Medienschau: Ein Deal unter US-Diktat

Die Schweizer Pressekommentare zur geplanten Lösung im Steuerstreit mit den USA fallen gegensätzlich aus. Einig ist man sich aber, dass die Amerikaner den Rahmen für das Gesetz abgesteckt haben. Von Marschbefehl ist die Rede, aber auch von Erpressung.

Auswahl von Zeitungen der DO-Ausgabe mit Kommentaren zum Steuerstreit.

Bildlegende: Die Pressekommentare zur geplanten Lösung im Steuerstreit fallen geharnischt aus. SRF

So schreibt die «Neue Zürcher Zeitung»: «Man kann es drehen und wenden, wie man will: Was der Bundesrat dem Parlament zur Genehmigung unterbreitet, ist ein Marschbefehl aus Washington.» Zwar sei es ehrbar, dass die Schweizer Regierung versuche, im Steuerstreit wenigstens den Schaden zu begrenzen. Dass aber die Räte in Windeseile eine Katze im Sack kaufen sollten, sei nicht  einzusehen.»

«Schande»

Für die «Basler Zeitung» ist die Vereinbarung denn auch ein «Blankoscheck für die Amerikaner» und eine «Schande». Und weiter: «Ist es Raffinesse oder ist es Angst? Wahrscheinlich das zweite.» Eveline Widmer-Schlumpf wolle offenbar durchkreuzen, dass den Schweizern allzu klar werde, wie schändlich, demütigend und miserabel das Verhandlungsergebnis der eigenen Unterhändler ausgefallen sei.

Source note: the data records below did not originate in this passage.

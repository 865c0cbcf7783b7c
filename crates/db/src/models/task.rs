use chrono::{DateTime, Utc};
use serde::{Deserialize, Serialize};
use sqlx::{Executor, FromRow, Sqlite, SqlitePool};
use thiserror::Error;
use uuid::Uuid;

#[derive(Debug, Error)]
pub enum TaskError {
    #[error("{0}")]
    Validation(String),
    #[error("task not found")]
    NotFound,
    #[error(transparent)]
    Database(#[from] sqlx::Error),
}

#[derive(Debug, Clone, FromRow, Serialize, Deserialize, PartialEq)]
#[serde(rename_all = "camelCase")]
pub struct Task {
    pub id: Uuid,
    pub title: String,
    pub completed: bool,
    pub created_at: DateTime<Utc>,
    pub updated_at: DateTime<Utc>,
}

#[derive(Debug, Clone, Serialize, Deserialize)]
pub struct CreateTask {
    pub title: String,
}

impl CreateTask {
    pub fn new(title: impl Into<String>) -> Self {
        Self {
            title: title.into(),
        }
    }

    pub fn validate(&self) -> Result<(), TaskError> {
        validate_title(&self.title)
    }
}

/// Partial update: only the fields that are present are written.
#[derive(Debug, Clone, Default, Serialize, Deserialize)]
pub struct UpdateTask {
    pub title: Option<String>,
    pub completed: Option<bool>,
}

impl UpdateTask {
    pub fn completed(completed: bool) -> Self {
        Self {
            title: None,
            completed: Some(completed),
        }
    }

    pub fn validate(&self) -> Result<(), TaskError> {
        match &self.title {
            Some(title) => validate_title(title),
            None => Ok(()),
        }
    }
}

fn validate_title(title: &str) -> Result<(), TaskError> {
    if title.trim().is_empty() {
        return Err(TaskError::Validation("Title is required".to_string()));
    }
    Ok(())
}

const TASK_COLUMNS: &str = "id, title, completed, created_at, updated_at";

impl Task {
    /// All tasks in insertion order.
    pub async fn find_all(pool: &SqlitePool) -> Result<Vec<Self>, sqlx::Error> {
        sqlx::query_as::<_, Task>(&format!(
            "SELECT {TASK_COLUMNS} FROM tasks ORDER BY rowid ASC"
        ))
        .fetch_all(pool)
        .await
    }

    #[cfg(test)]
    pub async fn find_by_id(pool: &SqlitePool, id: Uuid) -> Result<Option<Self>, sqlx::Error> {
        sqlx::query_as::<_, Task>(&format!("SELECT {TASK_COLUMNS} FROM tasks WHERE id = $1"))
            .bind(id)
            .fetch_optional(pool)
            .await
    }

    pub async fn create(
        pool: &SqlitePool,
        data: &CreateTask,
        task_id: Uuid,
    ) -> Result<Self, TaskError> {
        data.validate()?;
        let now = Utc::now();
        let task = sqlx::query_as::<_, Task>(&format!(
            "INSERT INTO tasks (id, title, completed, created_at, updated_at)
             VALUES ($1, $2, FALSE, $3, $3)
             RETURNING {TASK_COLUMNS}"
        ))
        .bind(task_id)
        .bind(&data.title)
        .bind(now)
        .fetch_one(pool)
        .await?;
        Ok(task)
    }

    pub async fn update(
        pool: &SqlitePool,
        id: Uuid,
        data: &UpdateTask,
    ) -> Result<Self, TaskError> {
        data.validate()?;
        sqlx::query_as::<_, Task>(&format!(
            "UPDATE tasks
             SET title = COALESCE($2, title),
                 completed = COALESCE($3, completed),
                 updated_at = $4
             WHERE id = $1
             RETURNING {TASK_COLUMNS}"
        ))
        .bind(id)
        .bind(data.title.as_deref())
        .bind(data.completed)
        .bind(Utc::now())
        .fetch_optional(pool)
        .await?
        .ok_or(TaskError::NotFound)
    }

    pub async fn delete<'e, E>(executor: E, id: Uuid) -> Result<(), TaskError>
    where
        E: Executor<'e, Database = Sqlite>,
    {
        let result = sqlx::query("DELETE FROM tasks WHERE id = $1")
            .bind(id)
            .execute(executor)
            .await?;
        if result.rows_affected() == 0 {
            return Err(TaskError::NotFound);
        }
        Ok(())
    }
}
//! Process configuration, read once at startup.

use std::net::{IpAddr, Ipv4Addr, SocketAddr};

use thiserror::Error;

const DEFAULT_HOST: IpAddr = IpAddr::V4(Ipv4Addr::LOCALHOST);
const DEFAULT_PORT: u16 = 3000;

#[derive(Debug, Error, PartialEq, Eq)]
pub enum ConfigError {
    #[error("DATABASE_URL must be set to the task store connection string")]
    MissingDatabaseUrl,
    #[error("invalid HOST '{0}'")]
    InvalidHost(String),
    #[error("invalid PORT '{0}'")]
    InvalidPort(String),
}

#[derive(Debug, Clone, PartialEq, Eq)]
pub struct ServerConfig {
    pub database_url: String,
    pub host: IpAddr,
    pub port: u16,
}

impl ServerConfig {
    pub fn from_env() -> Result<Self, ConfigError> {
        Self::from_lookup(|key| std::env::var(key).ok())
    }

    pub fn from_lookup<F>(lookup: F) -> Result<Self, ConfigError>
    where
        F: Fn(&str) -> Option<String>,
    {
        let database_url = lookup("DATABASE_URL")
            .map(|url| url.trim().to_string())
            .filter(|url| !url.is_empty())
            .ok_or(ConfigError::MissingDatabaseUrl)?;

        let host = match lookup("HOST") {
            Some(raw) => raw
                .trim()
                .parse()
                .map_err(|_| ConfigError::InvalidHost(raw))?,
            None => DEFAULT_HOST,
        };

        let port = match lookup("PORT") {
            Some(raw) => raw
                .trim()
                .parse()
                .map_err(|_| ConfigError::InvalidPort(raw))?,
            None => DEFAULT_PORT,
        };

        Ok(Self {
            database_url,
            host,
            port,
        })
    }

    pub fn socket_addr(&self) -> SocketAddr {
        SocketAddr::new(self.host, self.port)
    }
}

#[cfg(test)]
mod tests {
    use std::collections::HashMap;

    use super::*;

    fn lookup_from(pairs: &[(&str, &str)]) -> impl Fn(&str) -> Option<String> {
        let vars: HashMap<String, String> = pairs
            .iter()
            .map(|(k, v)| (k.to_string(), v.to_string()))
            .collect();
        move |key| vars.get(key).cloned()
    }

    #[test]
    fn missing_database_url_fails() {
        let err = ServerConfig::from_lookup(lookup_from(&[])).unwrap_err();
        assert_eq!(err, ConfigError::MissingDatabaseUrl);

        let err = ServerConfig::from_lookup(lookup_from(&[("DATABASE_URL", "  ")])).unwrap_err();
        assert_eq!(err, ConfigError::MissingDatabaseUrl);
    }

    #[test]
    fn defaults_apply_when_only_database_url_is_set() {
        let config =
            ServerConfig::from_lookup(lookup_from(&[("DATABASE_URL", "sqlite://tasks.db")]))
                .unwrap();
        assert_eq!(config.database_url, "sqlite://tasks.db");
        assert_eq!(config.socket_addr(), "127.0.0.1:3000".parse().unwrap());
    }

    #[test]
    fn host_and_port_are_parsed() {
        let config = ServerConfig::from_lookup(lookup_from(&[
            ("DATABASE_URL", "sqlite::memory:"),
            ("HOST", "0.0.0.0"),
            ("PORT", "8080"),
        ]))
        .unwrap();
        assert_eq!(config.socket_addr(), "0.0.0.0:8080".parse().unwrap());
    }

    #[test]
    fn invalid_port_fails() {
        let err = ServerConfig::from_lookup(lookup_from(&[
            ("DATABASE_URL", "sqlite::memory:"),
            ("PORT", "eighty"),
        ]))
        .unwrap_err();
        assert_eq!(err, ConfigError::InvalidPort("eighty".to_string()));
    }
}
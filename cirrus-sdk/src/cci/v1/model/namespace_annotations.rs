//! NamespaceAnnotations model for the CCI v1 API
//!
//! Auto-generated from model definition: cci/v1/NamespaceAnnotations
//!
//! DO NOT EDIT MANUALLY - regenerate with cirrus-codegen

use std::fmt;

use cirrus_core::open_enum;
use serde::{Deserialize, Serialize};

/// `NamespaceAnnotations`
#[derive(Debug, Clone, Default, PartialEq, Serialize, Deserialize)]
pub struct NamespaceAnnotations {
    /// Namespace type.
    #[serde(rename = "namespace.kubernetes.io/flavor", skip_serializing_if = "Option::is_none")]
    pub flavor: Option<NamespaceAnnotationsFlavor>,
    /// Size of the IP address warm-up pool.
    #[serde(rename = "network.cci.io/warm-pool-size", skip_serializing_if = "Option::is_none")]
    pub warmup_pool_size: Option<String>,
    /// Recycling interval of idle warm-up IP addresses, in hours.
    #[serde(rename = "network.cci.io/warm-pool-recycle-interval", skip_serializing_if = "Option::is_none")]
    pub recycling_interval: Option<String>,
    /// Whether the container network must be ready before pods run.
    #[serde(rename = "network.cci.io/ready-before-pod-run", skip_serializing_if = "Option::is_none")]
    pub network_enable: Option<String>,
    /// Set to true when the namespace scales out automatically.
    #[serde(rename = "namespace.kubernetes.io/autoexpend", skip_serializing_if = "Option::is_none")]
    pub auto_expend: Option<String>,
}

impl NamespaceAnnotations {
    /// Creates a new `NamespaceAnnotations`
    pub fn new() -> Self {
        Self::default()
    }

    pub fn with_flavor(mut self, flavor: NamespaceAnnotationsFlavor) -> Self {
        self.flavor = Some(flavor);
        self
    }

    pub fn with_warmup_pool_size(mut self, warmup_pool_size: String) -> Self {
        self.warmup_pool_size = Some(warmup_pool_size);
        self
    }

    pub fn with_recycling_interval(mut self, recycling_interval: String) -> Self {
        self.recycling_interval = Some(recycling_interval);
        self
    }

    pub fn with_network_enable(mut self, network_enable: String) -> Self {
        self.network_enable = Some(network_enable);
        self
    }

    pub fn with_auto_expend(mut self, auto_expend: String) -> Self {
        self.auto_expend = Some(auto_expend);
        self
    }
}

impl fmt::Display for NamespaceAnnotations {
    fn fmt(&self, f: &mut fmt::Formatter<'_>) -> fmt::Result {
        cirrus_core::model::describe(f, "NamespaceAnnotations", self)
    }
}

open_enum! {
    /// Namespace type.
    pub struct NamespaceAnnotationsFlavor {
        GENERAL_COMPUTING = "general-computing",
        GPU_ACCELERATED = "gpu-accelerated",
    }
}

Der «Blick» dagegen sieht in der Abmachung mit den USA einen «Deal für das Volk». Der Deal von Eveline Widmer-Schlumpf sei gut, auch wenn das Gegenteil behauptet werde. Der Steuerzahler müsse nicht wie bei der UBS für die Fehler der Banken in die Tasche greifen. Der Staat werde nicht zur Kasse gebeten.

«Mitgegangen, mitgefangen»

Für den Kommentator der Nordwestschweiz («Aargauer Zeitung») und der «Südostschweiz» ist Widerstand gegen die Vereinbarung ohnehin zwecklos. Das Parlament müsse deshalb «abnicken statt abwinken».

Die Bösen seien nicht einfach die Amerikaner. Das Debakel hätten die Banken verursacht. Und die Politik habe diese lange gedeckt. «Mitgegangen, mitgefangen. Hässlich, aber wahr.»

«Erpressung»

Aus ähnlicher Überlegung wird im «Tages-Anzeiger» gefordert, dass wenn der Bundesrat glaube, im Interesse des Landes nachgeben zu müssen, er dies auch «in eigener Regie tun und die Verantwortung dafür übernehmen» solle: «Was Bundesrätin Eveline Widmer- Schlumpf gestern als Lösung im Steuerstreit mit den USA präsentierte, hat die schlimmsten Befürchtungen übertroffen. Wer auf dieses Programm einsteige, muss alles schlucken, sonst werde er angeklagt. Der Deal beruhe auf Erpressung, wie der Bundesrat in der Botschaft zum Bundesgesetz unverblümt schreibe.»

Auch gemäss der Berner Zeitung «Der Bund» hatte der Bundesrat keine andere Wahl, als zu unterschreiben.  Ansonsten hätte er riskiert, dass die Amerikaner im Extremfall die Zürcher oder Basler Kantonalbank mit Klagen zerstören.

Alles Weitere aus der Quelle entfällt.